Pour les syndicats, c'est, bien entendu, une victoire. Et pour les entreprises, une contrainte nouvelle : « La prévention commence dès la table de l'architecte, estime Joaquin Nieto, le Monsieur Sécurité au travail des Commissions ouvrières. Elle est parfaitement intégrable à toutes les étapes d'un projet. Il ne faut pas perdre de vue que l'entrepreneur est responsable de la sécurité : c'est lui qui décide de l'organisation du travail et donne les ordres décisifs. Il est possible qu'un ouvrier payé à la tâche pense qu'un harnais entrave ses mouvements et lui fait perdre du temps. Mais il est de la responsabilité de son employeur de veiller à ce qu'il respecte les règles de sécurité. » L'organisation patronale du secteur de la construction, Seopan, reconnaît l'ampleur du problème. Selon son directeur général, Julian Nunez, « il faut unifier et clarifier la législation » afin de faciliter la tâche des quelque 200 000 PME du secteur dépourvues de service juridique. Seopan propose de rendre obligatoire sur chaque chantier la présence d'un responsable de la sécurité, formé et expérimenté, au moins pendant les phases durant lesquelles il y a risque de chute ou d'écroulement.

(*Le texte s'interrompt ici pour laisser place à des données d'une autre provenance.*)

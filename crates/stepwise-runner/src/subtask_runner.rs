use stepwise_core::lifecycle::{Completed, Executing, Failed, Lifecycle, Pending};
use stepwise_core::{FailureKind, Subtask};
use tokio_util::sync::CancellationToken;
use tracing::{info, warn};

use crate::dispatch::Dispatcher;
use crate::error::OrchestrationError;
use crate::info_gathering::InfoGatherer;
use crate::orchestrator::OrchestratorConfig;
use crate::ports::Ports;
use crate::validation::{Validator, Verdict};

type Attempt = Result<Lifecycle<Completed>, Lifecycle<Failed>>;

/// Drives one subtask from `PENDING` to a terminal state, persisting after
/// every transition.
///
/// Returns the terminal subtask. Failures of the subtask itself, including
/// cancellation, are part of the returned record; `Err` is reserved for
/// store and state errors.
pub struct SubtaskRunner<'a> {
    ports: &'a Ports,
    config: &'a OrchestratorConfig,
    cancel: &'a CancellationToken,
}

impl<'a> SubtaskRunner<'a> {
    pub fn new(
        ports: &'a Ports,
        config: &'a OrchestratorConfig,
        cancel: &'a CancellationToken,
    ) -> Self {
        Self {
            ports,
            config,
            cancel,
        }
    }

    pub async fn run(
        &self,
        requirement: &str,
        lifecycle: Lifecycle<Pending>,
    ) -> Result<Subtask, OrchestrationError> {
        let id = lifecycle.subtask().id.clone();
        info!("subtask {} started: {}", id, lifecycle.subtask().description);

        let mut gathering = lifecycle.begin_info_gathering();
        self.persist(gathering.subtask()).await?;
        let gatherer = InfoGatherer::new(self.ports, self.config.max_info_rounds, self.cancel);
        match gatherer.gather(requirement, &mut gathering).await {
            Ok(summary) => info!(
                "subtask {}: {} info rounds, {} context entries added",
                id, summary.rounds, summary.entries_added
            ),
            Err(OrchestrationError::Cancelled) => {
                return self.finish(gathering.cancel()).await;
            }
            Err(e) => return Err(e),
        }

        let mut executing = gathering.begin_execution();
        self.persist(executing.subtask()).await?;
        loop {
            let failed = match self.attempt(requirement, executing).await? {
                Ok(completed) => {
                    info!("subtask {} completed", id);
                    let subtask = completed.into_subtask();
                    self.persist(&subtask).await?;
                    return Ok(subtask);
                }
                Err(failed) => failed,
            };
            self.persist(failed.subtask()).await?;
            if let Some(failure) = failed.failure() {
                warn!("subtask {} attempt failed: {}", id, failure);
            }
            match failed.retry() {
                Ok(next) => {
                    info!(
                        "subtask {}: retrying ({} retries left)",
                        id,
                        next.retries_left()
                    );
                    self.persist(next.subtask()).await?;
                    executing = next;
                }
                Err(failed) => {
                    warn!("subtask {} failed with no retries left", id);
                    return self.finish(failed).await;
                }
            }
        }
    }

    /// One pass through `EXECUTING` and `VALIDATING`.
    async fn attempt(
        &self,
        requirement: &str,
        mut executing: Lifecycle<Executing>,
    ) -> Result<Attempt, OrchestrationError> {
        let dispatcher = Dispatcher::new(self.ports, self.cancel);
        let result = match dispatcher.execute(requirement, &mut executing).await {
            Ok(result) => result,
            Err(OrchestrationError::Cancelled) => return Ok(Err(executing.cancel())),
            Err(OrchestrationError::Dispatch(message)) => {
                return Ok(Err(executing.fail(FailureKind::Dispatch, message)));
            }
            Err(OrchestrationError::ToolExecution(message)) => {
                return Ok(Err(executing.fail(FailureKind::ToolExecution, message)));
            }
            Err(e) => return Err(e),
        };

        let mut validating = match executing.finish_execution(result) {
            Ok(validating) => validating,
            Err(failed) => return Ok(Err(failed)),
        };
        self.persist(validating.subtask()).await?;

        let validator = Validator::new(self.ports, self.config.validation(), self.cancel);
        let verdict = match validator.validate(requirement, &mut validating).await {
            Ok(verdict) => verdict,
            Err(OrchestrationError::Cancelled) => return Ok(Err(validating.cancel())),
            Err(e) => return Err(e),
        };
        let subtask_id = validating.subtask().id.clone();
        match verdict {
            Verdict::Pass(report) => {
                if let Some(ref report) = report {
                    self.ports
                        .store
                        .append_validation_report(&subtask_id, report)
                        .await?;
                }
                Ok(Ok(validating.accept(report)))
            }
            Verdict::Fail(report) => {
                self.ports
                    .store
                    .append_validation_report(&subtask_id, &report)
                    .await?;
                Ok(Err(validating.reject(report)))
            }
        }
    }

    async fn finish(&self, failed: Lifecycle<Failed>) -> Result<Subtask, OrchestrationError> {
        let subtask = failed.into_subtask();
        self.persist(&subtask).await?;
        Ok(subtask)
    }

    async fn persist(&self, subtask: &Subtask) -> Result<(), OrchestrationError> {
        self.ports.store.save_subtask(subtask).await?;
        Ok(())
    }
}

Reste que, pour Dolors Hernandez, responsable des questions de santé et de sécurité pour le syndicat UGT, « l'un des points faibles demeure le sous-effectif évident de l'Inspection du travail ». Avec un inspecteur pour 27 000 salariés, contre 1 pour 12 000 en moyenne en Europe, l'Espagne dispose de peu de moyens pour mener une politique de prévention efficace, en dépit des promesses gouvernementales d'une augmentation des effectifs d'ici à 2008. D'autant que les PME, qui constituent 87 % du tissu économique espagnol, sont les plus vulnérables. Dans ces entreprises, où l'accès à la formation est très restreint, le risque d'accident mortel est de 60 % plus élevé que dans les grandes entreprises : « Le patron de petite entreprise méconnaît le problème de sécurité au travail, ajoute Dolors Hernandez, de l'UGT. Il considère la plupart du temps l'évaluation des risques comme une péripétie bureaucratique et sous-traite la question à une entreprise externe, qui, sans audit ni vérification, se contente de lui fournir un paquet de mauvaises photocopies des normes en vigueur dans son secteur d'activité. »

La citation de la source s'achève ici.